** INPUT FOR THIS TASK follows **

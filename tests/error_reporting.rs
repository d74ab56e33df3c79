//! Request failures become error spans; clients see a generic 500.

mod common;

use std::sync::Arc;

use serde_json::{json, Value};
use telemetry_app::config::AppConfig;
use telemetry_app::http::HttpServer;
use telemetry_app::store::Store;
use telemetry_app::telemetry::{
    AttributeValue, BatchConfig, ErrorReporter, InMemoryExporter, Resource, SpanStatus,
    TraceProvider,
};

struct TestApp {
    base: String,
    provider: TraceProvider,
    exporter: Arc<InMemoryExporter>,
}

async fn start_app() -> TestApp {
    let exporter = Arc::new(InMemoryExporter::new());
    let provider = TraceProvider::with_exporter(
        Resource::for_service("test-app", "0.0.0"),
        BatchConfig::default(),
        exporter.clone(),
    );
    let server = HttpServer::new(
        &AppConfig::default(),
        Arc::new(Store::seeded()),
        ErrorReporter::new(provider.tracer("errorTracer")),
    );
    let addr = common::serve(server.router()).await;

    TestApp {
        base: format!("http://{}", addr),
        provider,
        exporter,
    }
}

#[tokio::test]
async fn test_failing_route_reports_one_error_span() {
    let app = start_app().await;

    let response = reqwest::get(format!("{}/users", app.base)).await.unwrap();
    assert_eq!(response.status(), 500);
    assert!(response.headers().contains_key("x-request-id"));
    let body: Value = response.json().await.unwrap();
    assert_eq!(body, json!({ "error": "Internal Server Error" }));

    app.provider.shutdown().await.unwrap();
    let spans = app.exporter.spans();
    assert_eq!(spans.len(), 1);

    let span = &spans[0];
    assert_eq!(span.scope(), "errorTracer");
    assert_eq!(span.name(), "error");
    assert_eq!(span.status(), SpanStatus::Error);
    assert_eq!(span.attributes().get("route"), Some(&AttributeValue::from("GET /users")));
    assert_eq!(span.attributes().get("errorCode"), Some(&AttributeValue::Int(1)));
    assert_eq!(
        span.attributes().get("component"),
        Some(&AttributeValue::from("errorHandler"))
    );
    match span.attributes().get("errMsg") {
        Some(AttributeValue::String(msg)) => {
            assert!(msg.starts_with("Error: Something went wrong"));
        }
        other => panic!("unexpected errMsg {:?}", other),
    }
}

#[tokio::test]
async fn test_each_failure_is_reported_separately() {
    let app = start_app().await;

    for _ in 0..3 {
        let response = reqwest::get(format!("{}/users", app.base)).await.unwrap();
        assert_eq!(response.status(), 500);
    }

    app.provider.shutdown().await.unwrap();
    assert_eq!(app.exporter.exported_count(), 3);
}

#[tokio::test]
async fn test_successful_and_missing_records_emit_no_spans() {
    let app = start_app().await;

    let users: Value = reqwest::get(format!("{}/", app.base))
        .await
        .unwrap()
        .json()
        .await
        .unwrap();
    assert_eq!(users.as_array().map(Vec::len), Some(2));
    assert_eq!(users[0]["name"], "John Doe");

    let products: Value = reqwest::get(format!("{}/products", app.base))
        .await
        .unwrap()
        .json()
        .await
        .unwrap();
    assert_eq!(products.as_array().map(Vec::len), Some(4));

    let order = reqwest::get(format!("{}/orders/3", app.base)).await.unwrap();
    assert_eq!(order.status(), 200);
    let order: Value = order.json().await.unwrap();
    assert_eq!(order["row"]["product_name"], "Product 3");

    let user = reqwest::get(format!("{}/users/2", app.base)).await.unwrap();
    let user: Value = user.json().await.unwrap();
    assert_eq!(user["row"]["email"], "jane@example.com");

    for path in ["/users/99", "/orders/abc"] {
        let response = reqwest::get(format!("{}{}", app.base, path)).await.unwrap();
        assert_eq!(response.status(), 404);
        let body: Value = response.json().await.unwrap();
        assert_eq!(body, json!({ "error": "Not found" }));
    }

    app.provider.shutdown().await.unwrap();
    assert_eq!(app.exporter.exported_count(), 0);
}

#[tokio::test]
async fn test_incoming_request_id_is_echoed() {
    let app = start_app().await;

    let response = reqwest::Client::new()
        .get(format!("{}/orders", app.base))
        .header("x-request-id", "req-1234")
        .send()
        .await
        .unwrap();
    assert_eq!(response.headers()["x-request-id"], "req-1234");

    app.provider.shutdown().await.unwrap();
}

** End of INPUT FOR THIS TASK **

*TASK GOAL*: Lines holding the word "path" in the records above: how many are there? Answer with the number only.

*EXPECTED ANSWER*: 2